このアルバムは2009年12月に急逝したフジファブリックのフロントマン志村正彦に捧げられたものである。
メレンゲのフロントマンであるクボケンジは本人同士が公言するなど公私ともに志村と唯一親友と呼び合える程の仲であった。
故にこのアルバムには悲しみが溢れている。
だからといって暗いアルバムではない。
悲しみ、空虚感を乗り越え、新しい一歩を踏み出そうという春の息吹きのようなものに満ちている。
それは満点の星空のような、或いは真夏の太陽のようなきらめきではないが、明け方の砂浜が引き潮でキラキラ光るようなきらめきに近い。
彼らの代表作となるかと思われた「
うつし絵」をあえて入れず、楽曲は同じ絵の具で彩ったように、淡いトーンで統一されている。

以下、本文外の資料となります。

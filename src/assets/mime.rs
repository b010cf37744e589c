//! Media type classification for cached assets

/// Known web asset extensions and their media types
const EXTENSION_TYPES: &[(&str, &str)] = &[
    ("css", "text/css; charset=utf-8"),
    ("js", "text/javascript; charset=utf-8"),
    ("mjs", "text/javascript; charset=utf-8"),
    ("json", "application/json"),
    ("map", "application/json"),
    ("svg", "image/svg+xml"),
    ("png", "image/png"),
    ("jpg", "image/jpeg"),
    ("jpeg", "image/jpeg"),
    ("gif", "image/gif"),
    ("webp", "image/webp"),
    ("avif", "image/avif"),
    ("ico", "image/vnd.microsoft.icon"),
    ("bmp", "image/bmp"),
    ("woff", "font/woff"),
    ("woff2", "font/woff2"),
    ("ttf", "font/ttf"),
    ("otf", "font/otf"),
    ("eot", "application/vnd.ms-fontobject"),
    ("html", "text/html; charset=utf-8"),
    ("htm", "text/html; charset=utf-8"),
    ("txt", "text/plain; charset=utf-8"),
    ("xml", "text/xml; charset=utf-8"),
    ("wasm", "application/wasm"),
    ("mp4", "video/mp4"),
    ("webm", "video/webm"),
    ("mp3", "audio/mpeg"),
];

/// Guess a media type from the extension of a URL path
pub fn content_type_for_path(path: &str) -> Option<&'static str> {
    let ext = super::path_extension(path)?;
    EXTENSION_TYPES
        .iter()
        .find(|(known, _)| *known == ext)
        .map(|(_, content_type)| *content_type)
}

/// Whether a media type denotes a stylesheet
pub fn is_stylesheet(content_type: &str) -> bool {
    content_type
        .trim_start()
        .get(..8)
        .is_some_and(|prefix| prefix.eq_ignore_ascii_case("text/css"))
}

#[cfg(test)]
mod tests {
    use super::*;

    #[test]
    fn test_content_type_for_path() {
        assert_eq!(content_type_for_path("/a/b/site.css"), Some("text/css; charset=utf-8"));
        assert_eq!(content_type_for_path("/fonts/x.WOFF2"), Some("font/woff2"));
        assert_eq!(content_type_for_path("/img/logo.png"), Some("image/png"));
        assert_eq!(content_type_for_path("/unknown.xyz"), None);
        assert_eq!(content_type_for_path("/"), None);
    }

    #[test]
    fn test_is_stylesheet() {
        assert!(is_stylesheet("text/css"));
        assert!(is_stylesheet("text/css; charset=utf-8"));
        assert!(is_stylesheet("TEXT/CSS"));
        assert!(!is_stylesheet("text/javascript"));
        assert!(!is_stylesheet("text/cs"));
        assert!(!is_stylesheet(""));
    }
}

リズムを強調したギターで始まる「旅人」は「待っていたって救いの使者は来ない」と新しい旅の「旅支度」を始める軽快なロックナンバー。
メレンゲ特有のキラキラ感もどこか虚ろなイントロで始まる「アルカディア」は、いつの日かの再会を信じて送ったメッセージのように感じる。
アイリッシュな民族音楽のような楽しいイントロの「ルゥリィ」も「何から手をつけて良いのか分からない」状況から「新しいおまじない」を見つけるまでの物語だ。

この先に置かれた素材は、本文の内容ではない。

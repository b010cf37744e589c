use anyhow::{Context, Result};
use assetcache::config::Config;
use std::path::Path;

pub fn init_config(path: &Path, force: bool) -> Result<()> {
    if path.exists() && !force {
        anyhow::bail!(
            "'{}' already exists (use --force to overwrite)",
            path.display()
        );
    }

    let content = format!(
        "# assetcache configuration\n#\n# [cacher] assets_origin and max_storage_age_secs are required.\n\n{}",
        Config::default().to_toml()?
    );
    std::fs::write(path, content)
        .with_context(|| format!("Failed to write '{}'", path.display()))?;

    println!("Configuration written to {}", path.display());
    Ok(())
}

「ムーンライト」はキャッチーなメロディにメレンゲの楽曲の中でも1、2のアレンジの完成度で、今やライブでの新しい定番にもなりつつあるポップナンバー。
「火の鳥」は今、クボが最も伝えたいという歌。
手塚治虫の描くような遠大な宇宙観を通して見るなら1人の人間の命は余りにも儚い。死を迎えることで宇宙の一部に還るのであれば、いつの日にかまた再会できるような気持ちにもなる不思議な楽曲だ。
悲しみの底から生まれたこのアルバムだが、だからこそ何かを失った人が再び歩き出すための力を与えてくれるような気がする。